Herbal and dietary supplement disclosure to health care providers by individuals with chronic conditions

J Altern Complement Med. 2008 Dec;14(10):1263-9. doi: 10.1089/acm.2008.0290.

Abstract

Background: Very little is known about herbal and dietary supplement disclosure in adults with chronic medical conditions, especially on a national level.

Objective: To examine herbal and dietary supplement disclosure to conventional health care providers by adults with chronic medical conditions.

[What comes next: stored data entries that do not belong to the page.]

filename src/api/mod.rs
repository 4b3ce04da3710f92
pub mod error;
pub mod handlers;
pub mod middleware;
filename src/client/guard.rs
use crate::client::error::UploadError;
use crate::client::types::FileDescriptor;

#[derive(Debug, Clone, Copy, PartialEq, Eq)]
pub enum Admission {
    Accepted,
    /// A file with the same name is already selected. Not an error.
    Duplicate,
}

/// Pending selection of files, capped at `max_files` and unique by name.
#[derive(Debug)]
pub struct SelectionGuard {
    files: Vec<FileDescriptor>,
    max_files: usize,
    at_limit: bool,
}

impl SelectionGuard {
    pub fn new(max_files: usize) -> Self {
        Self {
            files: Vec::new(),
            max_files,
            at_limit: false,
        }
    }

    pub fn admit(&mut self, candidate: FileDescriptor) -> Result<Admission, UploadError> {
        let mut staged = self.files.clone();
        let admission = stage(&mut staged, candidate, self.max_files)?;
        self.commit(staged);
        Ok(admission)
    }

    /// Admits one selection step. Stops at the first candidate that would
    /// overflow the batch, in which case none of the step's candidates are
    /// kept. Returns how many files were added.
    pub fn admit_all(
        &mut self,
        candidates: impl IntoIterator<Item = FileDescriptor>,
    ) -> Result<usize, UploadError> {
        let before = self.files.len();
        let mut staged = self.files.clone();
        for candidate in candidates {
            if let Err(e) = stage(&mut staged, candidate, self.max_files) {
                tracing::warn!("Selection rejected: {}", e);
                return Err(e);
            }
        }
        self.commit(staged);
        Ok(self.files.len() - before)
    }

    /// Drops a selected file by name. Returns whether one was removed.
    pub fn remove(&mut self, name: &str) -> bool {
        let before = self.files.len();
        self.files.retain(|f| f.name != name);
        self.at_limit = false;
        self.files.len() != before
    }

    /// Hands the selection over for upload and leaves the guard empty.
    pub fn take(&mut self) -> Vec<FileDescriptor> {
        self.at_limit = false;
        std::mem::take(&mut self.files)
    }

    pub fn files(&self) -> &[FileDescriptor] {
        &self.files
    }

    pub fn len(&self) -> usize {
        self.files.len()
    }

    pub fn is_empty(&self) -> bool {
        self.files.is_empty()
    }

    /// True once the selection holds exactly `max_files` files.
    pub fn is_at_limit(&self) -> bool {
        self.at_limit
    }

    pub fn max_files(&self) -> usize {
        self.max_files
    }

    fn commit(&mut self, staged: Vec<FileDescriptor>) {
        self.files = staged;
        if self.files.len() == self.max_files && !self.at_limit {
            tracing::info!("Max files reached ({})", self.max_files);
        }
        self.at_limit = self.files.len() == self.max_files;
    }
}

fn stage(
    staged: &mut Vec<FileDescriptor>,
    candidate: FileDescriptor,
    max_files: usize,
) -> Result<Admission, UploadError> {
    if staged.iter().any(|f| f.name == candidate.name) {
        tracing::debug!("Skipping duplicate selection: {}", candidate.name);
        return Ok(Admission::Duplicate);
    }
    if staged.len() >= max_files {
        return Err(UploadError::BatchLimitExceeded { limit: max_files });
    }
    staged.push(candidate);
    Ok(Admission::Accepted)
}
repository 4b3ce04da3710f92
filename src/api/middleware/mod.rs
pub mod request_id;
use crate::AppState;
use crate::api::error::AppError;
use crate::models::{ErrorResponse, SignedUrlResponse, SignedUrlsRequest, SignedUrlsResponse};
use axum::{
    Json,
    extract::{Path, State, rejection::JsonRejection},
};
use futures::future::try_join_all;
use validator::Validate;

#[utoipa::path(
    post,
    path = "/api/s3/signed-url",
    request_body = SignedUrlsRequest,
    responses(
        (status = 200, description = "One upload URL per file, in request order", body = SignedUrlsResponse),
        (status = 400, description = "Missing or invalid parameters", body = ErrorResponse),
        (status = 500, description = "Signing failed", body = ErrorResponse)
    ),
    tag = "signed-url"
)]
pub async fn create_upload_urls(
    State(state): State<AppState>,
    payload: Result<Json<SignedUrlsRequest>, JsonRejection>,
) -> Result<Json<SignedUrlsResponse>, AppError> {
    let Json(req) = payload.map_err(|e| {
        tracing::warn!("Rejected signing request: {}", e);
        AppError::BadRequest("Missing required parameters: fileName, fileType".to_string())
    })?;
    req.validate()
        .map_err(|e| AppError::BadRequest(e.to_string()))?;

    if req.files.len() > state.config.max_batch_size {
        return Err(AppError::BadRequest(format!(
            "You can only upload {} files at a time",
            state.config.max_batch_size
        )));
    }

    let ttl = state.config.signed_url_ttl();
    let signed_urls = try_join_all(
        req.files
            .iter()
            .map(|file| state.signer.presign_put(&file.file_name, &file.file_type, ttl)),
    )
    .await
    .map_err(|e| {
        tracing::error!("Failed to generate signed URLs: {:?}", e);
        AppError::Issuance("Failed to generate signed URLs".to_string())
    })?;

    tracing::info!("🔏 Issued {} signed upload URLs", signed_urls.len());
    Ok(Json(SignedUrlsResponse { signed_urls }))
}

#[utoipa::path(
    get,
    path = "/api/s3/signed-url/{bucket}/{key}",
    params(
        ("bucket" = String, Path, description = "Bucket holding the object"),
        ("key" = String, Path, description = "Object key")
    ),
    responses(
        (status = 200, description = "Download URL", body = SignedUrlResponse),
        (status = 400, description = "Missing parameters", body = ErrorResponse),
        (status = 500, description = "Signing failed", body = ErrorResponse)
    ),
    tag = "signed-url"
)]
pub async fn create_download_url(
    State(state): State<AppState>,
    Path((bucket, key)): Path<(String, String)>,
) -> Result<Json<SignedUrlResponse>, AppError> {
    if bucket.trim().is_empty() || key.trim().is_empty() {
        return Err(AppError::BadRequest(
            "Missing required parameters: key, bucket".to_string(),
        ));
    }

    let signed_url = state
        .signer
        .presign_get(&bucket, &key, state.config.signed_url_ttl())
        .await
        .map_err(|e| {
            tracing::error!("Failed to generate signed URL for {}/{}: {:?}", bucket, key, e);
            AppError::Issuance("Failed to generate signed URL".to_string())
        })?;

    Ok(Json(SignedUrlResponse { signed_url }))
}
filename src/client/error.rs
use thiserror::Error;

/// Failures raised by the upload engine.
///
/// Every variant carries plain strings so an error can be cloned into both
/// the per-file outcome list and the batch-level error of a failed batch.
#[derive(Error, Debug, Clone, PartialEq, Eq)]
pub enum UploadError {
    #[error("You can only upload {limit} files at a time")]
    BatchLimitExceeded { limit: usize },

    #[error("Failed to fetch signed URLs: {0}")]
    IssuanceFailure(String),

    #[error("Failed to upload {name}: {reason}")]
    TransferFailed { name: String, reason: String },

    #[error("An upload batch is already in flight")]
    Busy,

    #[error("Cannot read {path}: {reason}")]
    FileUnreadable { path: String, reason: String },
}

impl UploadError {
    pub(crate) fn transfer_failed(name: &str, reason: impl ToString) -> Self {
        UploadError::TransferFailed {
            name: name.to_string(),
            reason: reason.to_string(),
        }
    }

    /// Name of the file a transfer failure belongs to, if any.
    pub fn file_name(&self) -> Option<&str> {
        match self {
            UploadError::TransferFailed { name, .. } => Some(name),
            _ => None,
        }
    }
}
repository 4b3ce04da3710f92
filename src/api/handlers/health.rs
use crate::AppState;
use axum::{Json, extract::State, response::IntoResponse};
use serde::Serialize;
use utoipa::ToSchema;

#[derive(Serialize, ToSchema)]
pub struct HealthResponse {
    pub status: String,
    pub bucket: String,
    pub max_batch_size: usize,
    pub version: String,
}

#[utoipa::path(
    get,
    path = "/health",
    responses(
        (status = 200, description = "Issuer health status", body = HealthResponse)
    ),
    tag = "system"
)]
pub async fn health_check(State(state): State<AppState>) -> impl IntoResponse {
    Json(HealthResponse {
        status: "ok".to_string(),
        bucket: state.signer.bucket().to_string(),
        max_batch_size: state.config.max_batch_size,
        version: env!("CARGO_PKG_VERSION").to_string(),
    })
}
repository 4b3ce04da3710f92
//! Per-file progress tracking for one batch.
//!
//! Transfers never touch the progress vector directly. Each one owns a
//! [`ProgressReporter`] bound to its own index and sends [`ProgressSignal`]s
//! to the orchestrator, which applies them to the [`ProgressAggregator`].
//! Slot writes are therefore index-disjoint by construction: the orchestrator
//! hands out exactly one reporter per position.

use tokio::sync::mpsc::UnboundedSender;

#[derive(Debug, Clone, Copy, PartialEq, Eq)]
pub enum ProgressSignal {
    Began { index: usize },
    Tick { index: usize, percent: u8 },
}

/// Positional vector of completion percentages.
#[derive(Debug, Default)]
pub struct ProgressAggregator {
    slots: Vec<u8>,
}

impl ProgressAggregator {
    pub fn new() -> Self {
        Self::default()
    }

    /// Zeroes the vector for a batch of `len` files.
    pub fn reset(&mut self, len: usize) {
        self.slots = vec![0; len];
    }

    pub fn clear(&mut self) {
        self.slots.clear();
    }

    /// Writes `percent` into slot `index` and returns the merged snapshot.
    /// Returns `None` for an index outside the current batch.
    pub fn report(&mut self, index: usize, percent: u8) -> Option<Vec<u8>> {
        match self.slots.get_mut(index) {
            Some(slot) => {
                *slot = percent.min(100);
                Some(self.slots.clone())
            }
            None => {
                tracing::warn!(
                    "Progress for index {} ignored, batch has {} files",
                    index,
                    self.slots.len()
                );
                None
            }
        }
    }

    pub fn snapshot(&self) -> Vec<u8> {
        self.slots.clone()
    }

    pub fn len(&self) -> usize {
        self.slots.len()
    }

    pub fn is_empty(&self) -> bool {
        self.slots.is_empty()
    }
}

/// Handle a single transfer uses to announce its start and byte progress.
#[derive(Debug)]
pub struct ProgressReporter {
    index: usize,
    tx: UnboundedSender<ProgressSignal>,
    last: Option<u8>,
}

impl ProgressReporter {
    pub fn new(index: usize, tx: UnboundedSender<ProgressSignal>) -> Self {
        Self {
            index,
            tx,
            last: None,
        }
    }

    pub fn index(&self) -> usize {
        self.index
    }

    pub fn begin(&self) {
        let _ = self.tx.send(ProgressSignal::Began { index: self.index });
    }

    /// Reports `sent` of `total` bytes. Nothing is reported when the total is
    /// unknown, and the percentage never goes backwards.
    pub fn advance(&mut self, sent: u64, total: u64) {
        let Some(percent) = percent_of(sent, total) else {
            return;
        };
        let percent = self.last.map_or(percent, |last| percent.max(last));
        self.last = Some(percent);
        let _ = self.tx.send(ProgressSignal::Tick {
            index: self.index,
            percent,
        });
    }

    /// Marks the transfer finished. Used for bodies that never yield a chunk.
    pub fn complete(&mut self) {
        if self.last == Some(100) {
            return;
        }
        self.last = Some(100);
        let _ = self.tx.send(ProgressSignal::Tick {
            index: self.index,
            percent: 100,
        });
    }
}

/// `round(sent * 100 / total)`, capped at 100.
pub fn percent_of(sent: u64, total: u64) -> Option<u8> {
    if total == 0 {
        return None;
    }
    let sent = sent.min(total) as u128;
    let total = total as u128;
    let rounded = (sent * 200 + total) / (total * 2);
    Some(rounded.min(100) as u8)
}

Design: Data on herbal and dietary supplement use (N = 5456 users) in the previous year were used from the 2002 National Health Interview Survey. Bi-variable analyses compared characteristics between herbal and dietary supplement disclosers and nondisclosers. Multivariable logistic regression identified independent correlates of herbal and dietary supplement disclosure.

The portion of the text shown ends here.